화학공학소재연구정보센터
Journal of Physical Chemistry B, Vol.113, No.21, 7621-7630, 2009
Capturing the Solubility Minima of n-Alkanes in Water by Soft-SAFT
The purpose of this work is twofold: (1) to provide an accurate molecular model for water within the soft-SAFT equation of state [Blas, F. J.; Vega, L. F. Mol. Phys. 1997, 92, 135; Llovell, F., et al. J. Chem. Phys. 2004,121, 10715] and (2) to check the capability of this molecular-based equation of state for capturing the solubility minima of n-alkanes in water experimentally found at room temperature for these mixtures. Water was modeled as a Lennard-Jones sphere with four associating sites, with parameters obtained by fitting to experimental vapor-liquid equilibrium data. Special care was taken to the value of these parameters depending on the range of applicability of the equation, which turned out to be essential for accurate predictions for mixtures. A correlation available in the literature was used for the molecular parameters of the n-alkane series.

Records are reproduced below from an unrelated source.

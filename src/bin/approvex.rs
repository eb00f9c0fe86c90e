use clap::Parser;
use approvex::cli::Cli;
use tracing_subscriber::EnvFilter;

#[tokio::main]
async fn main() -> anyhow::Result<()> {
    tracing_subscriber::fmt()
        .with_env_filter(EnvFilter::try_from_default_env().unwrap_or_else(|_| EnvFilter::new("warn")))
        .with_writer(std::io::stderr)
        .init();

    let cli = Cli::parse();

    if let Err(e) = approvex::cli::run(cli).await {
        match std::env::var("CLI_VERBOSE").as_deref() {
            Ok("true") | Ok("1") => eprintln!("Error: {e:?}"),
            _ => eprintln!("Error: {e}"),
        }
        std::process::exit(1);
    }

    Ok(())
}
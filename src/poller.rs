use std::time::Duration;

use async_trait::async_trait;
use tokio::task::JoinHandle;
use tokio::time::{self, MissedTickBehavior};

use crate::error::ClientError;

/// Work run on every poll tick
#[async_trait]
pub trait PollTask: Send + 'static {
    fn name(&self) -> &str;

    async fn tick(&mut self) -> Result<(), ClientError>;
}

/// Handle to a running poll loop. Dropping it stops the loop.
#[derive(Debug)]
pub struct Poller {
    handle: JoinHandle<()>,
}

impl Poller {
    /// Run `task` now and then every `interval` until cancelled
    pub fn spawn<T: PollTask>(interval: Duration, mut task: T) -> Self {
        let period = interval.max(Duration::from_millis(1));
        let handle = tokio::spawn(async move {
            let mut ticker = time::interval(period);
            ticker.set_missed_tick_behavior(MissedTickBehavior::Skip);
            loop {
                // First tick completes immediately
                ticker.tick().await;
                if let Err(e) = task.tick().await {
                    tracing::error!("Poll task '{}' failed: {}", task.name(), e);
                }
            }
        });
        tracing::debug!("Started poller with period {:?}", period);
        Self { handle }
    }

    pub fn cancel(&self) {
        self.handle.abort();
    }

    pub fn is_finished(&self) -> bool {
        self.handle.is_finished()
    }
}

impl Drop for Poller {
    fn drop(&mut self) {
        self.handle.abort();
    }
}
// Client Error Types
use thiserror::Error;

use crate::session::Role;
use crate::validation::FieldErrors;

/// Errors surfaced by the ApproveX client.
///
/// Mirrors the two user-facing categories: network/parse failures, which are
/// shown once as a generic alert, and validation failures, which are reported
/// per field before anything is sent.
#[derive(Debug, Error)]
pub enum ClientError {
    // Transport
    #[error("Network error: {0}")]
    Network(#[from] reqwest::Error),

    #[error("Invalid response: {0}")]
    Parse(#[from] serde_json::Error),

    // Non-2xx from the backend
    #[error("{detail}")]
    Api { status: u16, detail: String },

    // Refresh failed; session was cleared and the caller must go to `redirect`
    #[error("Session expired, redirecting to {redirect}")]
    SessionExpired { redirect: String },

    #[error("Not authenticated")]
    NotAuthenticated,

    #[error("{}", role_mismatch(.expected, .actual))]
    UnexpectedRole {
        expected: Role,
        actual: Option<Role>,
    },

    #[error("Validation failed: {}", summarize(.0))]
    Validation(FieldErrors),

    #[error("Configuration error: {0}")]
    Config(String),

    #[error("Session store error: {0}")]
    Store(#[from] std::io::Error),
}

fn role_mismatch(expected: &Role, actual: &Option<Role>) -> String {
    match (expected, actual) {
        (Role::Student, Some(Role::Staff)) => {
            "You are registered as staff. Please use the staff login instead.".to_string()
        }
        (Role::Staff, Some(Role::Student)) => {
            "You are registered as a student. Please use the student login instead.".to_string()
        }
        (expected, None) => format!("Expected a {} account but the server returned no role", expected),
        (expected, Some(actual)) => format!("Expected a {} account, got {}", expected, actual),
    }
}

fn summarize(errors: &FieldErrors) -> String {
    errors
        .iter()
        .map(|(field, message)| format!("{}: {}", field, message))
        .collect::<Vec<_>>()
        .join(", ")
}

impl ClientError {
    pub fn api(status: u16, detail: impl Into<String>) -> Self {
        ClientError::Api {
            status,
            detail: detail.into(),
        }
    }

    pub fn session_expired(redirect: impl Into<String>) -> Self {
        ClientError::SessionExpired {
            redirect: redirect.into(),
        }
    }

    pub fn config(message: impl Into<String>) -> Self {
        ClientError::Config(message.into())
    }

    /// HTTP status when the error came from a backend response
    pub fn status_code(&self) -> Option<u16> {
        match self {
            ClientError::Api { status, .. } => Some(*status),
            ClientError::Network(e) => e.status().map(|s| s.as_u16()),
            _ => None,
        }
    }

    /// True for failures the user can only retry by hand
    pub fn is_network_or_parse(&self) -> bool {
        !matches!(self, ClientError::Validation(_))
    }

    /// Stable code for JSON output
    pub fn error_code(&self) -> &'static str {
        match self {
            ClientError::Network(_) => "NETWORK_ERROR",
            ClientError::Parse(_) => "INVALID_RESPONSE",
            ClientError::Api { status: 401, .. } => "UNAUTHORIZED",
            ClientError::Api { status: 403, .. } => "FORBIDDEN",
            ClientError::Api { status: 404, .. } => "NOT_FOUND",
            ClientError::Api { status, .. } if *status >= 500 => "SERVER_ERROR",
            ClientError::Api { .. } => "BAD_REQUEST",
            ClientError::SessionExpired { .. } => "SESSION_EXPIRED",
            ClientError::NotAuthenticated => "NOT_AUTHENTICATED",
            ClientError::UnexpectedRole { .. } => "ROLE_MISMATCH",
            ClientError::Validation(_) => "VALIDATION_ERROR",
            ClientError::Config(_) => "CONFIG_ERROR",
            ClientError::Store(_) => "STORE_ERROR",
        }
    }
}

/// Pull a human message out of a backend error body.
///
/// The backend answers errors as `{"detail": "..."}`; serializer failures come
/// back as a field map instead, which is passed through as compact JSON.
pub fn detail_from_body(body: Option<&serde_json::Value>, fallback: &str) -> String {
    match body {
        Some(serde_json::Value::Object(map)) => match map.get("detail") {
            Some(serde_json::Value::String(s)) => s.clone(),
            Some(other) => other.to_string(),
            None => serde_json::Value::Object(map.clone()).to_string(),
        },
        Some(serde_json::Value::String(s)) => s.clone(),
        Some(serde_json::Value::Null) | None => fallback.to_string(),
        Some(other) => other.to_string(),
    }
}
use clap::Subcommand;
use serde_json::json;

use crate::api::types::Notification;
use crate::api::NotificationFeed;
use crate::cli::config::client;
use crate::cli::utils::{output_empty_collection, output_json, output_success};
use crate::cli::OutputFormat;
use crate::config::config;
use crate::poller::Poller;

#[derive(Subcommand)]
pub enum NotifyCommands {
    #[command(about = "List notifications")]
    List {
        #[arg(long, help = "Only unread notifications")]
        unread: bool,
    },

    #[command(about = "Mark a notification as read")]
    Read { id: i64 },

    #[command(about = "Poll for notifications until interrupted")]
    Watch {
        #[arg(long, help = "Seconds between polls (defaults to APPROVEX_POLL_SECS)")]
        interval: Option<u64>,
    },
}

pub async fn handle(cmd: NotifyCommands, output_format: &OutputFormat) -> anyhow::Result<()> {
    match cmd {
        NotifyCommands::List { unread } => {
            let mut items = client()?.notifications().await?;
            if unread {
                items.retain(|n| n.unread);
            }
            if items.is_empty() {
                return output_empty_collection(output_format, "notifications", "No notifications");
            }
            match output_format {
                OutputFormat::Json => output_json(&json!({ "notifications": items })),
                OutputFormat::Text => {
                    items.iter().for_each(print_notification);
                    Ok(())
                }
            }
        }
        NotifyCommands::Read { id } => {
            client()?.mark_read(id).await?;
            output_success(output_format, &format!("Notification {} marked read", id), None)
        }
        NotifyCommands::Watch { interval } => {
            let period = interval
                .map(|secs| std::time::Duration::from_secs(secs.max(1)))
                .unwrap_or_else(|| config().poll_interval());
            let (feed, mut rx) = NotificationFeed::new(client()?);
            let poller = Poller::spawn(period, feed);

            let mut seen = std::collections::HashSet::new();
            loop {
                tokio::select! {
                    changed = rx.changed() => {
                        if changed.is_err() {
                            break;
                        }
                        let fresh: Vec<Notification> = rx
                            .borrow_and_update()
                            .iter()
                            .filter(|n| n.unread && seen.insert(n.id))
                            .cloned()
                            .collect();
                        for n in &fresh {
                            match output_format {
                                OutputFormat::Json => println!("{}", serde_json::to_string(n)?),
                                OutputFormat::Text => print_notification(n),
                            }
                        }
                    }
                    _ = tokio::signal::ctrl_c() => break,
                }
            }

            poller.cancel();
            Ok(())
        }
    }
}

fn print_notification(n: &Notification) {
    let marker = if n.unread { "●" } else { " " };
    let when = n
        .created_at
        .map(|t| t.format("%b %-d, %H:%M").to_string())
        .unwrap_or_default();
    let target = n
        .target_bonafide
        .map(|id| format!(" [request #{}]", id))
        .unwrap_or_default();
    println!("{} {:>4} {} {}{}  {}", marker, n.id, n.verb, n.message, target, when);
}
//! Navigation gate driven by session liveness and the role claim.

pub mod routes;

use crate::session::{Role, SessionContext};

pub use routes::{dashboard_for, resolve, Access, MatchedRoute, RouteSpec, ROUTES};

#[derive(Debug, Clone, PartialEq, Eq)]
pub enum GuardState {
    Checking,
    Unauthenticated,
    Authorized { role: Option<Role> },
    UnauthorizedRole { role: Option<Role> },
}

#[derive(Debug, Clone, PartialEq, Eq)]
pub enum Decision {
    Render,
    Redirect(String),
}

/// Who may pass and where to send everyone else
#[derive(Debug, Clone, PartialEq, Eq)]
pub struct GuardPolicy {
    /// `None` admits any authenticated role
    pub allowed_roles: Option<Vec<Role>>,
    pub redirect_to: String,
}

impl Default for GuardPolicy {
    fn default() -> Self {
        Self {
            allowed_roles: None,
            redirect_to: routes::LANDING.to_string(),
        }
    }
}

impl GuardPolicy {
    pub fn new(allowed_roles: Option<Vec<Role>>, redirect_to: impl Into<String>) -> Self {
        Self {
            allowed_roles,
            redirect_to: redirect_to.into(),
        }
    }

    /// Policy for a table route; public routes have none
    pub fn for_route(spec: &RouteSpec) -> Option<Self> {
        match spec.access {
            Access::Public => None,
            Access::Protected {
                allowed_roles,
                redirect_to,
            } => Some(Self::new(Some(allowed_roles.to_vec()), redirect_to)),
        }
    }

    fn admits(&self, role: Option<Role>) -> bool {
        match &self.allowed_roles {
            None => true,
            Some(allowed) => role.is_some_and(|r| allowed.contains(&r)),
        }
    }
}

/// One evaluation of the guard against the current session.
///
/// A dead session runs the logout side effect before redirecting, so stale
/// tokens never linger. The role comes from the token claim; the stored
/// profile is consulted only when the token has no role claim.
pub fn evaluate(session: &SessionContext, policy: &GuardPolicy) -> (GuardState, Decision) {
    if !session.is_authenticated() {
        if let Err(e) = session.logout() {
            tracing::warn!("Failed to clear dead session: {}", e);
        }
        return (
            GuardState::Unauthenticated,
            Decision::Redirect(policy.redirect_to.clone()),
        );
    }

    let role = session.effective_role();

    if !policy.admits(role) {
        let dest = role
            .map(dashboard_for)
            .unwrap_or(policy.redirect_to.as_str())
            .to_string();
        tracing::debug!("Role {:?} not permitted, redirecting to {}", role, dest);
        return (GuardState::UnauthorizedRole { role }, Decision::Redirect(dest));
    }

    (GuardState::Authorized { role }, Decision::Render)
}

/// Stateful guard for one protected view; re-run on every navigation
#[derive(Debug)]
pub struct RouteGuard {
    session: SessionContext,
    policy: GuardPolicy,
    state: GuardState,
    path: Option<String>,
}

impl RouteGuard {
    pub fn new(session: SessionContext, policy: GuardPolicy) -> Self {
        Self {
            session,
            policy,
            state: GuardState::Checking,
            path: None,
        }
    }

    pub fn state(&self) -> &GuardState {
        &self.state
    }

    pub fn path(&self) -> Option<&str> {
        self.path.as_deref()
    }

    pub fn navigate(&mut self, path: &str) -> Decision {
        self.path = Some(path.to_string());
        let (state, decision) = evaluate(&self.session, &self.policy);
        self.state = state;
        decision
    }
}

/// Outcome of navigating the full route table
#[derive(Debug, Clone, PartialEq, Eq)]
pub enum Navigation {
    Render(MatchedRoute),
    Redirect(String),
    NotFound,
}

/// Resolve `path` against the route table and gate it
pub fn navigate(session: &SessionContext, path: &str) -> Navigation {
    let Some(route) = resolve(path) else {
        return Navigation::NotFound;
    };

    match GuardPolicy::for_route(route.spec) {
        None => Navigation::Render(route),
        Some(policy) => match evaluate(session, &policy).1 {
            Decision::Render => Navigation::Render(route),
            Decision::Redirect(dest) => Navigation::Redirect(dest),
        },
    }
}

#[cfg(test)]
mod tests {
    use super::*;
    use crate::session::{AuthPayload, MemoryStore, StoredSession};
    use chrono::Utc;
    use jsonwebtoken::{encode, EncodingKey, Header};
    use serde_json::json;

    fn token(claims: serde_json::Value) -> String {
        encode(&Header::default(), &claims, &EncodingKey::from_secret(b"k")).unwrap()
    }

    fn live(role: Option<&str>) -> String {
        let exp = Utc::now().timestamp() + 600;
        match role {
            Some(r) => token(json!({"exp": exp, "role": r})),
            None => token(json!({"exp": exp})),
        }
    }

    fn session_with(access: String, user: Option<serde_json::Value>) -> SessionContext {
        let ctx = SessionContext::in_memory();
        ctx.save_auth(&AuthPayload {
            access: Some(access),
            refresh: Some("r".into()),
            user: user.map(|u| serde_json::from_value(u).unwrap()),
        })
        .unwrap();
        ctx
    }

    #[test]
    fn starts_in_checking() {
        let guard = RouteGuard::new(SessionContext::in_memory(), GuardPolicy::default());
        assert_eq!(guard.state(), &GuardState::Checking);
    }

    #[test]
    fn unauthenticated_redirects_and_logs_out() {
        let ctx = SessionContext::new(MemoryStore::with_session(StoredSession {
            access: Some("not-a-token".into()),
            refresh: Some("r".into()),
            user: None,
        }));
        let mut guard = RouteGuard::new(
            ctx.clone(),
            GuardPolicy::new(Some(vec![Role::Staff]), "/staff/login"),
        );

        assert_eq!(guard.navigate("/incomingRequests"), Decision::Redirect("/staff/login".into()));
        assert_eq!(guard.state(), &GuardState::Unauthenticated);
        assert!(ctx.refresh_token().is_none());
    }

    #[test]
    fn wrong_role_goes_to_own_dashboard() {
        let ctx = session_with(live(Some("student")), None);
        let mut guard = RouteGuard::new(ctx, GuardPolicy::new(Some(vec![Role::Staff]), "/"));

        assert_eq!(
            guard.navigate("/staff/dashboard"),
            Decision::Redirect("/student/dashboard".into())
        );
        assert_eq!(
            guard.state(),
            &GuardState::UnauthorizedRole {
                role: Some(Role::Student)
            }
        );
    }

    #[test]
    fn falls_back_to_stored_role_when_claim_missing() {
        let ctx = session_with(live(None), Some(json!({"username": "t1", "role": "staff"})));
        let mut guard = RouteGuard::new(ctx, GuardPolicy::new(Some(vec![Role::Staff]), "/staff/login"));
        assert_eq!(guard.navigate("/staff/dashboard"), Decision::Render);
        assert_eq!(guard.state(), &GuardState::Authorized { role: Some(Role::Staff) });
    }

    #[test]
    fn unresolvable_role_uses_generic_redirect() {
        let ctx = session_with(live(Some("admin")), None);
        let mut guard = RouteGuard::new(ctx, GuardPolicy::new(Some(vec![Role::Staff]), "/staff/login"));
        assert_eq!(guard.navigate("/staff/dashboard"), Decision::Redirect("/staff/login".into()));
    }

    #[test]
    fn unknown_claim_ignores_stored_profile() {
        let ctx = session_with(
            live(Some("admin")),
            Some(json!({"username": "t1", "role": "staff"})),
        );
        let mut guard = RouteGuard::new(ctx, GuardPolicy::new(Some(vec![Role::Staff]), "/staff/login"));

        assert_eq!(guard.navigate("/staff/dashboard"), Decision::Redirect("/staff/login".into()));
        assert_eq!(guard.state(), &GuardState::UnauthorizedRole { role: None });
    }

    #[test]
    fn reevaluates_on_each_navigation() {
        let ctx = session_with(live(Some("staff")), None);
        let mut guard = RouteGuard::new(ctx.clone(), GuardPolicy::new(Some(vec![Role::Staff]), "/staff/login"));
        assert_eq!(guard.navigate("/staff/dashboard"), Decision::Render);

        ctx.logout().unwrap();
        assert_eq!(guard.navigate("/incomingRequests"), Decision::Redirect("/staff/login".into()));
        assert_eq!(guard.path(), Some("/incomingRequests"));
    }

    #[test]
    fn table_navigation() {
        let ctx = session_with(live(Some("student")), None);
        match navigate(&ctx, "/requestStatus/9") {
            Navigation::Render(route) => assert_eq!(route.param("id"), Some("9")),
            other => panic!("unexpected {:?}", other),
        }
        assert_eq!(
            navigate(&ctx, "/approvalHistory"),
            Navigation::Redirect("/student/dashboard".into())
        );
        assert_eq!(navigate(&ctx, "/does-not-exist"), Navigation::NotFound);

        let anon = SessionContext::in_memory();
        assert!(matches!(navigate(&anon, "/staff/signup"), Navigation::Render(_)));
        assert_eq!(navigate(&anon, "/newRequest"), Navigation::Redirect("/student/login".into()));
    }
}
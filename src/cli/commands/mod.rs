pub mod auth;
pub mod notify;
pub mod request;
pub mod review;
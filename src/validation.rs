//! Field-level checks run before anything is sent to the backend.
//!
//! Every validator returns a [`FieldErrors`] map keyed by form field; an
//! empty map means the input is acceptable.

use std::collections::BTreeMap;

use crate::api::types::{BonafideSubmission, Upload};
use crate::session::Designation;

pub type FieldErrors = BTreeMap<String, String>;

/// Default client-side upload cap (5 MB)
pub const MAX_UPLOAD_BYTES: u64 = 5 * 1024 * 1024;

const PDF_MAGIC: &[u8] = b"%PDF";

#[derive(Debug, Clone, Default)]
pub struct StudentSignupForm {
    /// Roll number, used as the username
    pub username: String,
    pub name: String,
    pub class_code: String,
    pub email: String,
    pub mobile: String,
    pub password: String,
    pub confirm: String,
}

#[derive(Debug, Clone, Default)]
pub struct StaffSignupForm {
    pub username: String,
    pub name: String,
    pub designation: Option<Designation>,
    pub class_code: Option<String>,
    pub hod_department_code: Option<String>,
    pub dean_type: Option<String>,
    pub email: String,
    pub mobile: String,
    pub password: String,
    pub confirm: String,
}

fn reject(errors: &mut FieldErrors, field: &str, message: &str) {
    errors.insert(field.to_string(), message.to_string());
}

pub fn validate_login(username: &str, password: &str) -> FieldErrors {
    let mut errors = FieldErrors::new();
    if username.trim().is_empty() {
        reject(&mut errors, "username", "Roll number or email is required");
    }
    if password.is_empty() {
        reject(&mut errors, "password", "Password is required");
    }
    errors
}

pub fn validate_student_signup(form: &StudentSignupForm) -> FieldErrors {
    let mut errors = FieldErrors::new();

    let roll = form.username.trim();
    if roll.is_empty() {
        reject(&mut errors, "username", "Roll number is required");
    } else if !is_valid_roll_number(roll) {
        reject(&mut errors, "username", "Roll number must be 4-20 alphanumeric characters");
    }
    if form.name.trim().is_empty() {
        reject(&mut errors, "name", "Full name is required");
    }
    if form.class_code.trim().is_empty() {
        reject(&mut errors, "class_code", "Please select your class");
    }
    check_contact_fields(&mut errors, &form.email, &form.mobile, &form.password, &form.confirm);

    errors
}

pub fn validate_staff_signup(form: &StaffSignupForm) -> FieldErrors {
    let mut errors = FieldErrors::new();

    if form.username.trim().is_empty() {
        reject(&mut errors, "username", "Username is required");
    }
    if form.name.trim().is_empty() {
        reject(&mut errors, "name", "Full name is required");
    }
    match form.designation {
        None => reject(&mut errors, "designation", "Select designation"),
        Some(Designation::Other) => reject(&mut errors, "designation", "Unknown designation"),
        Some(_) => {}
    }
    check_contact_fields(&mut errors, &form.email, &form.mobile, &form.password, &form.confirm);

    errors
}

fn check_contact_fields(
    errors: &mut FieldErrors,
    email: &str,
    mobile: &str,
    password: &str,
    confirm: &str,
) {
    if !is_valid_email(email.trim()) {
        reject(errors, "email", "Enter a valid email address");
    }
    if !is_valid_mobile(mobile) {
        reject(errors, "mobile", "Mobile must be exactly 10 digits");
    }
    if password.chars().count() < 6 {
        reject(errors, "password", "Password must be at least 6 characters");
    }
    if password != confirm {
        reject(errors, "confirm", "Passwords do not match");
    }
}

/// Text fields of the bonafide form; the upload itself is checked by
/// [`validate_upload`]
pub fn validate_bonafide(submission: &BonafideSubmission) -> FieldErrors {
    let mut errors = FieldErrors::new();

    if !is_valid_mobile(&submission.contact) {
        reject(&mut errors, "contact", "Enter a valid 10-digit mobile number");
    }
    if submission.reason.trim().is_empty() {
        reject(&mut errors, "reason", "Reason is required");
    }
    if submission.file.bytes.is_empty() {
        reject(&mut errors, "file", "Permission letter PDF is required");
    }

    errors
}

pub fn validate_upload(upload: &Upload, max_bytes: u64) -> FieldErrors {
    let mut errors = FieldErrors::new();

    if upload.bytes.is_empty() {
        reject(&mut errors, "file", "Permission letter PDF is required");
    } else if !upload.file_name.to_ascii_lowercase().ends_with(".pdf")
        || !upload.bytes.starts_with(PDF_MAGIC)
    {
        reject(&mut errors, "file", "Only PDF files are accepted");
    } else if upload.size() > max_bytes {
        let limit_mb = max_bytes / (1024 * 1024);
        errors.insert(
            "file".to_string(),
            format!("File size must be under {}MB", limit_mb.max(1)),
        );
    }

    errors
}

/// Strip spaces, dashes, and parentheses from a phone number
pub fn clean_mobile(raw: &str) -> String {
    raw.chars()
        .filter(|c| !c.is_whitespace() && !matches!(c, '-' | '(' | ')'))
        .collect()
}

pub fn is_valid_mobile(raw: &str) -> bool {
    let cleaned = clean_mobile(raw);
    cleaned.len() == 10 && cleaned.bytes().all(|b| b.is_ascii_digit())
}

pub fn is_valid_roll_number(raw: &str) -> bool {
    (4..=20).contains(&raw.len()) && raw.bytes().all(|b| b.is_ascii_alphanumeric())
}

/// `local@domain.tld` with no whitespace and a dotted domain
pub fn is_valid_email(raw: &str) -> bool {
    if raw.chars().any(char::is_whitespace) {
        return false;
    }
    let Some((local, domain)) = raw.split_once('@') else {
        return false;
    };
    if local.is_empty() || domain.contains('@') {
        return false;
    }
    match domain.rsplit_once('.') {
        Some((host, tld)) => !host.is_empty() && !tld.is_empty(),
        None => false,
    }
}
//! Client session: tokens plus the signed-in user's profile.
//!
//! All reads go through [`SessionContext`], which wraps an injected
//! [`SessionStore`]. A missing or corrupt value is treated as "signed out";
//! nothing here panics on bad data.

pub mod profile;
pub mod store;
pub mod token;

use std::sync::Arc;

use chrono::{DateTime, Utc};
use serde::{Deserialize, Serialize};

use crate::error::ClientError;

pub use profile::{Designation, Profile, Role, User};
pub use store::{FileStore, MemoryStore, SessionStore, StoredSession};
pub use token::{decode_claims, is_token_live, TokenClaims};

/// Body of a login, signup or refresh response. Every field is optional;
/// only the ones present are persisted.
#[derive(Debug, Clone, Default, Serialize, Deserialize)]
pub struct AuthPayload {
    #[serde(default)]
    pub access: Option<String>,
    #[serde(default)]
    pub refresh: Option<String>,
    #[serde(default)]
    pub user: Option<User>,
}

/// Snapshot of a live session
#[derive(Debug, Clone)]
pub struct Session {
    pub access: String,
    pub refresh: Option<String>,
    pub user: Option<User>,
}

impl Session {
    /// Role from the token claim, else from the stored profile
    pub fn role(&self) -> Option<Role> {
        resolve_role(&self.access, self.user.as_ref())
    }
}

/// The profile only fills in when the token has no role claim at all. A claim
/// that does not name a known role resolves to `None`.
fn resolve_role(access: &str, user: Option<&User>) -> Option<Role> {
    match decode_claims(access).and_then(|claims| claims.role) {
        Some(claim) => claim.parse().ok(),
        None => user.map(User::role),
    }
}

#[derive(Clone)]
pub struct SessionContext {
    store: Arc<dyn SessionStore>,
}

impl std::fmt::Debug for SessionContext {
    fn fmt(&self, f: &mut std::fmt::Formatter<'_>) -> std::fmt::Result {
        f.debug_struct("SessionContext").finish_non_exhaustive()
    }
}

impl SessionContext {
    pub fn new(store: impl SessionStore + 'static) -> Self {
        Self {
            store: Arc::new(store),
        }
    }

    pub fn from_arc(store: Arc<dyn SessionStore>) -> Self {
        Self { store }
    }

    pub fn in_memory() -> Self {
        Self::new(MemoryStore::new())
    }

    fn snapshot(&self) -> StoredSession {
        match self.store.load() {
            Ok(stored) => stored,
            Err(e) => {
                tracing::warn!("Session store unreadable, treating as signed out: {}", e);
                StoredSession::default()
            }
        }
    }

    /// Persist whichever of access, refresh and user are present
    pub fn save_auth(&self, payload: &AuthPayload) -> Result<(), ClientError> {
        let mut stored = self.snapshot();

        if let Some(access) = &payload.access {
            stored.access = Some(access.clone());
        }
        if let Some(refresh) = &payload.refresh {
            stored.refresh = Some(refresh.clone());
        }
        if let Some(user) = &payload.user {
            stored.user = Some(serde_json::to_string(user)?);
            tracing::info!("Signed in as {} ({})", user.username, user.role());
        }

        self.store.save(&stored)
    }

    /// Swap in a refreshed access token, leaving refresh and user untouched
    pub fn replace_access(&self, access: &str) -> Result<(), ClientError> {
        let mut stored = self.snapshot();
        stored.access = Some(access.to_string());
        self.store.save(&stored)
    }

    pub fn access_token(&self) -> Option<String> {
        self.snapshot().access.filter(|t| !t.is_empty())
    }

    pub fn refresh_token(&self) -> Option<String> {
        self.snapshot().refresh.filter(|t| !t.is_empty())
    }

    pub fn is_authenticated(&self) -> bool {
        self.is_authenticated_at(Utc::now())
    }

    pub fn is_authenticated_at(&self, now: DateTime<Utc>) -> bool {
        self.access_token()
            .is_some_and(|token| is_token_live(&token, now))
    }

    /// Role used for routing: the token claim, or the stored profile when
    /// the token carries no claim
    pub fn effective_role(&self) -> Option<Role> {
        let access = self.access_token()?;
        resolve_role(&access, self.get_user().as_ref())
    }

    pub fn role_from_token(&self) -> Option<Role> {
        self.access_token()
            .and_then(|token| decode_claims(&token))
            .and_then(|claims| claims.role())
    }

    /// Last saved profile, or `None` if absent or unparseable
    pub fn get_user(&self) -> Option<User> {
        let raw = self.snapshot().user?;
        match serde_json::from_str(&raw) {
            Ok(user) => Some(user),
            Err(e) => {
                tracing::warn!("Stored user profile is unreadable: {}", e);
                None
            }
        }
    }

    pub fn current(&self) -> Option<Session> {
        if !self.is_authenticated() {
            return None;
        }
        let stored = self.snapshot();
        Some(Session {
            access: stored.access?,
            refresh: stored.refresh,
            user: self.get_user(),
        })
    }

    /// Clear every persisted session key
    pub fn logout(&self) -> Result<(), ClientError> {
        tracing::info!("Clearing session");
        self.store.clear()
    }
}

The crossover soft-SAFT equation was able to accurately describe the phase behavior of water near to and far from the critical point, up to 350 K. If instead of obtaining an overall good agreement one is interested in a more precise description of the near-ambient conditions, a more refined fitting of the parameters is needed. The model was used to describe the water + methane up to water + n-decane binary mixtures. The equation was able to predict the mutual solubilities in almost quantitative agreement with experimental data, including the presence of the solubility minima at ambient temperature, with a single transferable energy binary parameter, independent of temperature and chain length. Predictions obtained from the soft-SAFT approach are clearly superior than those obtained from the Huang and Radosz version of the SAFT equation [Economou, I. G.; Tsonopoulos, C. Chem. Eng. Sci. 1997, 52, 511], due to the more refined reference term and the more accurate radial distribution function used in the chain and association terms. This is the first time a SAFT approach is able to describe this minima.